Gaglio also stole money directly from his client. In testimony to the Swiss prosecutor, Gaglio admitted that he had fraudulently transferred €350,000 from Reissfelder’s account to a company called Carlyle Holdings in Hong Kong. Gaglio said:
“You ask me whether these operations are valid. My answer is no, these are fraudulent transactions… You ask me who the beneficial owner of the company is. I don’t remember. It is possible that I happened to be the ultimate beneficial owner…”
Gaglio also arranged for Reissfelder to invest in a French company called Cap Sud (see section in Media) but instead stole the money to pay for his school fees, rent on his home and to pay for holidays.
When Reissfelder gave evidence to the prosecutor he explained that he had never made a single cash withdrawal from his account at Bank Hottinger & Cie and that he never authorised any. Despite this, multiple cash withdrawals were made over several years. Gaglio had literally been using Tilman Reissfelder’s account as a personal cash machine.
Diana and Andrew Benedek are Canadian engineers who sold their company for $656 million. Shortly after the sale, the couple were introduced to a charismatic money manager called Fabien Gaglio. That was in 2007 and over the next five years Gaglio stole millions of dollars from the Benedeks.
The Court of Luxembourg judgement gives specific examples of how Gaglio defrauded the Benedeks. For example, in March 2011, Gaglio transferred €2 million from a company owned by the Benedeks to a Belize-registered entity called Pilsander. The money then moved on to Sigma Private Equity in Luxembourg, which in turn bought shares in a French events company called Eventeam.
Documents authorising the transfer bore the signature of Andrew Benedek and Gaglio claimed that he had made the investment into Eventeam on behalf of the Benedeks. The Benedeks denied having authorised this transaction and the Luxembourg Court ruled that Andrew Benedek’s signature had been forged.
It also emerged in the Luxembourg trial that Gaglio owned Sigma Private Equity via a company in Cyprus. He had therefore fraudulently transferred his client’s money to his own company and then bought shares in Eventeam, which was run by Gaglio’s friend Jeff Torto. The court ruling states:
“Gaglio admits having concealed this investment from the Benedeks, by using forged statements of their assets. He made them believe that the money was invested in accordance to their wishes, which was not the case. The Court grants no credibility to Gaglio’s claim that he thought the investment would benefit the Benedeks. He could not ignore the fact that he was Sigma’s sole beneficial owner, and knew that he never included [the Benedeks] as a shareholder. Gaglio acted fraudulently in order to embezzle money for his personal gain.”

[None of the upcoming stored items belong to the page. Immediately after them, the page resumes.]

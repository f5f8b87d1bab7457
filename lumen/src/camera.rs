//! The view that lights are culled against.

use crate::math::{Aab, Frustum, FrustumSide, Plane};

/// The part of a camera that light filtering needs: the six world-space planes of its
/// view frustum.
///
/// Computing those planes from a projection and view transform is the job of whoever
/// owns the camera. They are replaced wholesale with [`Camera::set_frustum()`] when the
/// view changes, after which every filter using this camera must be given the new
/// value via [`LightFilter::set_camera()`](crate::filter::LightFilter::set_camera).
#[derive(Clone, Debug, PartialEq)]
pub struct Camera {
    frustum: Frustum,
}

impl Camera {
    /// Constructs a [`Camera`] whose view is bounded by `frustum`.
    #[inline]
    pub fn new(frustum: Frustum) -> Self {
        Self { frustum }
    }

    /// Constructs an orthographic camera looking toward −Z which sees exactly the
    /// contents of `aab`.
    ///
    /// ```
    /// use lumen::camera::Camera;
    /// use lumen::math::{Aab, FrustumSide};
    ///
    /// let camera = Camera::orthographic(Aab::new(-1., 1., -1., 1., -10., 0.));
    /// let near = camera.world_plane(FrustumSide::Near.index());
    /// assert_eq!(near.pseudo_distance([0., 0., -1.].into()), 1.0);
    /// ```
    #[inline]
    pub fn orthographic(aab: Aab) -> Self {
        Self::new(Frustum::orthographic(aab))
    }

    /// Returns the world-space plane with the given index, numbered as per
    /// [`FrustumSide`]. Plane normals face into the visible region.
    ///
    /// Panics if `index` is not less than 6.
    #[inline]
    #[track_caller]
    pub fn world_plane(&self, index: usize) -> &Plane {
        self.frustum.world_plane(index)
    }

    /// Returns the plane on the given side of the view.
    #[inline]
    pub fn plane(&self, side: FrustumSide) -> &Plane {
        self.frustum.plane(side)
    }

    /// Returns the view frustum.
    #[inline]
    pub fn frustum(&self) -> &Frustum {
        &self.frustum
    }

    /// Replaces the view frustum.
    #[inline]
    pub fn set_frustum(&mut self, frustum: Frustum) {
        self.frustum = frustum;
    }
}

#[cfg(test)]
mod tests {
    use super::*;
    use euclid::point3;

    #[test]
    fn planes_by_index_and_side_agree() {
        let camera = Camera::orthographic(Aab::new(-2., 2., -1., 1., -5., 5.));
        for side in FrustumSide::ALL {
            assert_eq!(camera.world_plane(side.index()), camera.plane(side));
        }
        assert!(camera.plane(FrustumSide::Right).pseudo_distance(point3(3., 0., 0.)) < 0.0);
    }

    #[test]
    fn set_frustum_replaces_view() {
        let mut camera = Camera::orthographic(Aab::new(-1., 1., -1., 1., -1., 1.));
        let moved = Frustum::orthographic(Aab::new(9., 11., -1., 1., -1., 1.));
        camera.set_frustum(moved);
        assert_eq!(camera.frustum(), &moved);
        assert!(!camera.frustum().intersects_sphere(point3(0., 0., 0.), 0.5));
    }
}
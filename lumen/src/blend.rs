//! Choosing which of the light probes that reach an object are used to shade it.

use alloc::sync::Arc;
use alloc::vec::Vec;
use core::fmt;

use crate::light::{Light, LightList};
use crate::scene::Geometry;

mod poi;
pub use poi::*;


/// Resolves the probes a [`LightFilter`](crate::filter::LightFilter) found for one
/// object into the probes actually passed on to shading.
///
/// The filter calls [`register_probe()`](Self::register_probe) for each probe that
/// passed its visibility tests, in world light list order (nearest first), then
/// [`populate_probes()`](Self::populate_probes) once.
pub trait ProbeBlendingStrategy: fmt::Debug {
    /// Records a candidate probe for the object currently being filtered.
    fn register_probe(&mut self, probe: Arc<Light>);

    /// Appends the chosen probes to `output` and forgets all registered probes.
    fn populate_probes(&mut self, geometry: &dyn Geometry, output: &mut LightList);
}

/// Uses only the nearest probe, and only if it is ready.
#[derive(Clone, Debug, Default)]
pub struct NearestProbeBlending {
    registered: Vec<Arc<Light>>,
}

impl NearestProbeBlending {
    /// Constructs a strategy with no registered probes.
    #[inline]
    pub fn new() -> Self {
        Self::default()
    }
}

impl ProbeBlendingStrategy for NearestProbeBlending {
    #[inline]
    fn register_probe(&mut self, probe: Arc<Light>) {
        self.registered.push(probe);
    }

    #[inline]
    fn populate_probes(&mut self, _geometry: &dyn Geometry, output: &mut LightList) {
        // A nearest probe that is not ready hides the others rather than being skipped.
        if let Some(nearest) = self.registered.first()
            && nearest.is_ready_probe()
        {
            output.push(Arc::clone(nearest));
        }
        self.registered.clear();
    }
}

/// Uses up to [`max_probes()`](Self::max_probes) of the nearest probes that are ready
/// and enabled, nearest first.
#[derive(Clone, Debug)]
pub struct WeightedProbeBlending {
    max_probes: usize,
    registered: Vec<Arc<Light>>,
}

impl WeightedProbeBlending {
    /// Number of probes used when not otherwise specified.
    pub const DEFAULT_MAX_PROBES: usize = 3;

    /// Constructs a strategy using up to [`Self::DEFAULT_MAX_PROBES`] probes.
    #[inline]
    pub fn new() -> Self {
        Self::with_max_probes(Self::DEFAULT_MAX_PROBES)
    }

    /// Constructs a strategy using up to `max_probes` probes.
    ///
    /// A limit of zero is allowed, and produces a strategy that never uses any probe.
    #[inline]
    pub fn with_max_probes(max_probes: usize) -> Self {
        Self {
            max_probes,
            registered: Vec::new(),
        }
    }

    /// Returns the maximum number of probes appended per object.
    #[inline]
    pub fn max_probes(&self) -> usize {
        self.max_probes
    }
}

impl Default for WeightedProbeBlending {
    #[inline]
    fn default() -> Self {
        Self::new()
    }
}

impl ProbeBlendingStrategy for WeightedProbeBlending {
    #[inline]
    fn register_probe(&mut self, probe: Arc<Light>) {
        self.registered.push(probe);
    }

    #[inline]
    fn populate_probes(&mut self, _geometry: &dyn Geometry, output: &mut LightList) {
        output.extend(
            self.registered
                .drain(..)
                .filter(|probe| probe.is_ready_probe() && probe.is_enabled())
                .take(self.max_probes),
        );
    }
}
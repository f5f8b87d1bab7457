use core::fmt;

use euclid::vec3;
use manyfmt::Refmt as _;

use crate::math::{Coordinate, WorldPoint, WorldRotation, WorldVector};

/// A transformation composed of a per-axis scale, followed by a rotation, followed by
/// a translation.
///
/// This is how an oriented box is placed in the world: the box `[-1, 1]³` is
/// stretched by `scale`, turned by `rotation`, and moved to `translation`.
#[expect(clippy::exhaustive_structs)]
#[derive(Clone, Copy, PartialEq)]
pub struct ScaledRigid {
    /// Translation component. Applied last.
    pub translation: WorldVector,
    /// Rotation component. Applied after the scale.
    pub rotation: WorldRotation,
    /// Scale along each of the local axes. Applied first.
    pub scale: WorldVector,
}

impl ScaledRigid {
    /// The identity transform, which leaves points unchanged.
    #[inline]
    pub fn identity() -> Self {
        Self {
            translation: WorldVector::zero(),
            rotation: WorldRotation::identity(),
            scale: vec3(1., 1., 1.),
        }
    }

    /// Constructs a [`ScaledRigid`] that only performs translation.
    #[inline]
    pub fn from_translation(translation: WorldVector) -> Self {
        Self {
            translation,
            ..Self::identity()
        }
    }

    /// The largest of the three scale factors.
    #[inline]
    pub fn max_scale(&self) -> Coordinate {
        self.scale.x.max(self.scale.y).max(self.scale.z)
    }

    /// Applies this transform to the given point.
    #[inline]
    pub fn transform_point(&self, point: WorldPoint) -> WorldPoint {
        let scaled = point.to_vector().component_mul(self.scale);
        (self.rotation.transform_vector3d(scaled) + self.translation).to_point()
    }

    /// Returns the images of the unit X, Y, and Z axes under the rotation alone.
    #[inline]
    pub fn rotation_axes(&self) -> [WorldVector; 3] {
        [
            self.rotation.transform_vector3d(vec3(1., 0., 0.)),
            self.rotation.transform_vector3d(vec3(0., 1., 0.)),
            self.rotation.transform_vector3d(vec3(0., 0., 1.)),
        ]
    }
}

impl Default for ScaledRigid {
    #[inline]
    fn default() -> Self {
        Self::identity()
    }
}

impl fmt::Debug for ScaledRigid {
    #[inline(never)]
    fn fmt(&self, f: &mut fmt::Formatter<'_>) -> fmt::Result {
        let &Self {
            translation,
            rotation,
            scale,
        } = self;
        let mut ds = f.debug_struct("ScaledRigid");
        ds.field(
            "translation",
            &translation.refmt(&crate::util::ConciseDebug),
        );
        if rotation != WorldRotation::identity() {
            ds.field("rotation", &rotation.refmt(&crate::util::ConciseDebug));
        }
        ds.field("scale", &scale.refmt(&crate::util::ConciseDebug));
        ds.finish()
    }
}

On another occasion, Gaglio obtained a $5 million loan from Banque du Luxembourg on behalf of a company owned by the Benedeks. The loan was collateralised by the Canadian couple’s assets. The loan document – a Commercial Pledge for the Account of a Third Party – has the signature of Andrew Benedek on it but Gaglio has admitted this was forged. Gaglio told the Court:
“Yes, everything is fake. The client had no intention of authorising the transfer and all the signatures of the Benedeks were forged by SA or someone else I had asked to.”
Once the loan was granted, Gaglio transferred the $5 million to a company called Great Silk Way Economic Trade Ltd. in Hong Kong. The money then disappeared. Gaglio said that part of the transfer was used to reimburse another of his clients, Alfonso Ziribotti, but he has refused to disclose where the rest of the money went or who owned Great Silk Way.